Schoeps Daniela, Furquim de Almeida Marcia, Alencar Gizelton Pereira, França Ivan, Novaes Hillegonda Maria Dutilh, Franco de Siqueira Arnaldo Augusto, Campbell Oona, Rodrigues Laura Cunha
Programa de Pós-Graduação, Faculdade de Saúde Pública, Universidade de São Paulo, São Paulo, SP, Brasil.
Rev Saude Publica. 2007 Dec;41(6):1013-22. doi: 10.1590/s0034-89102007000600017.
To assess risk factors for early neonatal mortality.
A population-based case-control study was carried out with 146 early neonatal deaths and a sample of 313 controls obtained among survivals of the neonate period in the south region of the city of São Paulo, in the period of 8/1/2000 to 1/31/2001. Information was obtained through home interviews and hospital charts. Hierarchical assessment was performed in five groups with the following characteristics 1) socioeconomic conditions of mothers and families, 2) maternal psychosocial conditions, 3) obstetrical history and biological characteristics of mothers, 4) delivery conditions, 5) conditions of newborns
Risk factors for early neonate mortality were: Group 1: poor education of household head (OR=1.6; 95% CI: 1.1;2.6), household located in a slum area (OR=2.0; 95% CI: 1.2;3.5) with up to one room (OR=2.2; 95% CI: 1.1;4.2); Group 2: mothers in recent union (OR=2.0; 95% CI: 1.0;4.2), unmarried mothers (OR=1.8; 95% CI: 1.1;3.0), and presence of domestic violence (OR=2.7; 95% CI: 1;6.5); Group 3: presence of complications in pregnancy (OR=8.2; 95% CI: 5.0;13.5), previous low birth weight (OR=2.4; 95% CI: 1.2;4.5), absence of pre-natal care (OR=16.1; 95% CI: 4.7;55.4), and inadequate pre-natal care (block 3) (OR=2.1; 95% CI: 2.0;3.5); Group 4: presence of clinical problems during delivery (OR=2.9; 95% CI: 1.4;5.1), mothers who went to hospital in ambulances (OR=3.8; 95% CI: 1.4;10.7); Group 5: low birth weight (OR=17.3; 95% CI: 8.4;35.6) and preterm live births (OR=8.8; 95% CI: 4.3;17.8).
Additionally to proximal factors (low birth weight, preterm gestations, labor complications and unfavorable clinical conditions in gestation), the variables expressing social exclusion and presence of psychosocial factors were also identified. This context may affect the development of gestation and hinder the access of women to health services. Adequate prenatal care could minimize the effect of these variables.
评估早期新生儿死亡的风险因素。
在圣保罗市南部地区进行了一项基于人群的病例对照研究,选取了146例早期新生儿死亡病例,并从2000年8月1日至2001年1月31日期间新生儿期存活者中抽取了313例作为对照样本。通过家庭访谈和医院病历获取信息。对具有以下特征的五组因素进行分层评估:1)母亲和家庭的社会经济状况;2)母亲的心理社会状况;3)母亲的产科病史和生物学特征;4)分娩条件;5)新生儿状况。

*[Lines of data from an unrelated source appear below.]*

//! 主流程日志：级别、记录、输出汇与显式日志句柄

use crate::error::{PipelineError, PipelineResult};
use chrono::{DateTime, Local};
use serde::Deserialize;
use std::fmt;
use std::fs::{File, OpenOptions};
use std::io::Write as _;
use std::path::{Path, PathBuf};
use std::str::FromStr;
use std::sync::{Arc, Mutex};

/// 日志级别，顺序即严重程度
#[derive(Debug, Clone, Copy, PartialEq, Eq, PartialOrd, Ord, Deserialize)]
#[serde(rename_all = "lowercase")]
pub enum LogLevel {
    Debug,
    Info,
    Warn,
    Error,
}

impl LogLevel {
    pub fn as_str(&self) -> &'static str {
        match self {
            LogLevel::Debug => "DEBUG",
            LogLevel::Info => "INFO",
            LogLevel::Warn => "WARN",
            LogLevel::Error => "ERROR",
        }
    }
}

impl fmt::Display for LogLevel {
    fn fmt(&self, f: &mut fmt::Formatter<'_>) -> fmt::Result {
        f.write_str(self.as_str())
    }
}

impl FromStr for LogLevel {
    type Err = PipelineError;

    fn from_str(s: &str) -> Result<Self, Self::Err> {
        match s.to_ascii_lowercase().as_str() {
            "debug" => Ok(LogLevel::Debug),
            "info" => Ok(LogLevel::Info),
            "warn" | "warning" => Ok(LogLevel::Warn),
            "error" => Ok(LogLevel::Error),
            other => Err(PipelineError::InvalidLogLevel(other.to_string())),
        }
    }
}

/// 单条日志记录
#[derive(Debug, Clone)]
pub struct LogRecord {
    pub timestamp: DateTime<Local>,
    pub level: LogLevel,
    /// 日志来源名称（如 run_pipeline / worker）
    pub source: String,
    /// 产生记录的进程/任务名（如 main / worker-3）
    pub process: String,
    pub message: String,
}

impl LogRecord {
    pub fn new(
        level: LogLevel,
        source: impl Into<String>,
        process: impl Into<String>,
        message: impl Into<String>,
    ) -> Self {
        Self {
            timestamp: Local::now(),
            level,
            source: source.into(),
            process: process.into(),
            message: message.into(),
        }
    }

    fn formatted_timestamp(&self) -> String {
        self.timestamp.format("%Y-%m-%d %H:%M:%S%.3f").to_string()
    }

    /// 主流程文件格式：`时间 - 名称 - 级别 - 消息`
    pub fn format_main(&self) -> String {
        format!(
            "{} - {} - {} - {}",
            self.formatted_timestamp(),
            self.source,
            self.level,
            self.message
        )
    }

    /// 主流程控制台格式（不带时间戳）：`名称 - 级别 - 消息`
    pub fn format_console(&self) -> String {
        format!("{} - {} - {}", self.source, self.level, self.message)
    }

    /// 聚合格式（监听任务专用）：`时间 - 进程 - 名称 - 级别 - 消息`
    pub fn format_aggregated(&self) -> String {
        format!(
            "{} - {} - {} - {} - {}",
            self.formatted_timestamp(),
            self.process,
            self.source,
            self.level,
            self.message
        )
    }
}

/// 日志输出汇：一个文件句柄 + 控制台，各自独立做级别过滤
///
/// 整个批次运行期间日志文件只在这里打开一次，主日志和中继监听任务共用
/// 同一个 `LogSink`，写入经由内部互斥锁串行化。
pub struct LogSink {
    console_level: LogLevel,
    file_level: LogLevel,
    file_path: PathBuf,
    file: Mutex<File>,
}

impl LogSink {
    /// 打开（必要时创建）日志文件，两个输出使用同一级别
    pub fn open(path: &Path, level: LogLevel) -> PipelineResult<Self> {
        Self::with_levels(path, level, level)
    }

    /// 打开日志文件，控制台与文件分别指定级别
    pub fn with_levels(
        path: &Path,
        console_level: LogLevel,
        file_level: LogLevel,
    ) -> PipelineResult<Self> {
        let file = OpenOptions::new()
            .create(true)
            .append(true)
            .open(path)
            .map_err(|e| {
                PipelineError::LogSetup(format!("无法打开日志文件 {}: {}", path.display(), e))
            })?;

        Ok(Self {
            console_level,
            file_level,
            file_path: path.to_path_buf(),
            file: Mutex::new(file),
        })
    }

    pub fn path(&self) -> &Path {
        &self.file_path
    }

    /// 按主流程格式写入（文件带时间戳，控制台不带）
    pub fn write_main(&self, record: &LogRecord) {
        self.write(record, record.format_main(), record.format_console());
    }

    /// 按聚合格式写入，文件与控制台同一行
    pub fn write_aggregated(&self, record: &LogRecord) {
        let line = record.format_aggregated();
        self.write(record, line.clone(), line);
    }

    fn write(&self, record: &LogRecord, file_line: String, console_line: String) {
        if record.level >= self.console_level {
            println!("{}", console_line);
        }
        if record.level >= self.file_level {
            // 日志写失败不应拖垮整条管线，静默吞掉
            if let Ok(mut file) = self.file.lock() {
                let _ = writeln!(file, "{}", file_line);
            }
        }
    }
}

/// 主流程日志句柄
///
/// 显式传入每个需要打日志的组件，不经任何全局查找。克隆开销很小
/// （内部共享同一个 [`LogSink`]）。
#[derive(Clone)]
pub struct PipelineLogger {
    name: String,
    level: LogLevel,
    sink: Option<Arc<LogSink>>,
}

impl PipelineLogger {
    /// 创建带文件输出的主日志
    pub fn new(name: impl Into<String>, log_file: &Path, level: LogLevel) -> PipelineResult<Self> {
        let sink = LogSink::open(log_file, level)?;
        Ok(Self {
            name: name.into(),
            level,
            sink: Some(Arc::new(sink)),
        })
    }

    /// 创建只输出到控制台的日志（没有文件输出汇，无法启动日志中继）
    pub fn console_only(name: impl Into<String>, level: LogLevel) -> Self {
        Self {
            name: name.into(),
            level,
            sink: None,
        }
    }

    pub fn level(&self) -> LogLevel {
        self.level
    }

    /// 日志文件输出汇；控制台日志则返回 `None`
    pub fn sink(&self) -> Option<Arc<LogSink>> {
        self.sink.clone()
    }

    pub fn debug(&self, message: impl Into<String>) {
        self.log(LogLevel::Debug, message);
    }

    pub fn info(&self, message: impl Into<String>) {
        self.log(LogLevel::Info, message);
    }

    pub fn warn(&self, message: impl Into<String>) {
        self.log(LogLevel::Warn, message);
    }

    pub fn error(&self, message: impl Into<String>) {
        self.log(LogLevel::Error, message);
    }

    fn log(&self, level: LogLevel, message: impl Into<String>) {
        if level < self.level {
            return;
        }
        let record = LogRecord::new(level, self.name.clone(), "main", message);
        match &self.sink {
            Some(sink) => sink.write_main(&record),
            None => println!("{}", record.format_console()),
        }
    }
}

#[cfg(test)]
mod tests {
    use super::*;
    use tempfile::tempdir;

    #[test]
    fn level_ordering_matches_severity() {
        assert!(LogLevel::Debug < LogLevel::Info);
        assert!(LogLevel::Info < LogLevel::Warn);
        assert!(LogLevel::Warn < LogLevel::Error);
    }

    #[test]
    fn level_parses_from_config_strings() {
        assert_eq!("debug".parse::<LogLevel>().unwrap(), LogLevel::Debug);
        assert_eq!("WARNING".parse::<LogLevel>().unwrap(), LogLevel::Warn);
        assert!("verbose".parse::<LogLevel>().is_err());
    }

    #[test]
    fn record_formats_contain_all_fields() {
        let record = LogRecord::new(LogLevel::Info, "run_pipeline", "worker-2", "处理开始");

        let main_line = record.format_main();
        assert!(main_line.contains("run_pipeline"));
        assert!(main_line.contains("INFO"));
        assert!(main_line.contains("处理开始"));
        assert!(!main_line.contains("worker-2"));

        let aggregated = record.format_aggregated();
        assert!(aggregated.contains("worker-2"));
    }

    #[test]
    fn logger_writes_to_file_above_level_only() {
        let dir = tempdir().unwrap();
        let path = dir.path().join("test.log");
        let logger = PipelineLogger::new("test_logger", &path, LogLevel::Info).unwrap();

        logger.debug("不应写入");
        logger.info("应当写入");

        let content = std::fs::read_to_string(&path).unwrap();
        assert!(content.contains("应当写入"));
        assert!(!content.contains("不应写入"));
    }
}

早期新生儿死亡的风险因素如下:第1组:户主教育程度低(比值比[OR]=1.6;95%置信区间[CI]:1.1;2.6),家庭位于贫民窟地区(OR=2.0;95%CI:1.2;3.5)且房间数不超过一间(OR=2.2;95%CI:1.1;4.2);第2组:近期结婚的母亲(OR=2.0;95%CI:1.0;4.2)、未婚母亲(OR=1.8;95%CI:1.1;3.0)以及存在家庭暴力(OR=2.7;95%CI:1;6.5);第3组:孕期有并发症(OR=8.2;95%CI:5.0;13.5)、既往低出生体重(OR=2.4;95%CI:1.2;4.5)、未接受产前护理(OR=16.1;95%CI:4.7;55.4)以及产前护理不足(第3组)(OR=2.1;95%CI:2.0;3.5);第4组:分娩期间存在临床问题(OR=2.9;95%CI:1.4;5.1)、乘坐救护车前往医院的母亲(OR=3.8;95%CI:1.4;10.7);第5组:低出生体重(OR=17.3;95%CI:8.4;35.6)和早产活产(OR=8.8;95%CI:4.3;17.8)。
除了近端因素(低出生体重、早产、分娩并发症和孕期不良临床状况)外,还确定了表示社会排斥和心理社会因素存在的变量。这种情况可能会影响孕期发育并阻碍妇女获得医疗服务。充分的产前护理可以将这些变量的影响降至最低。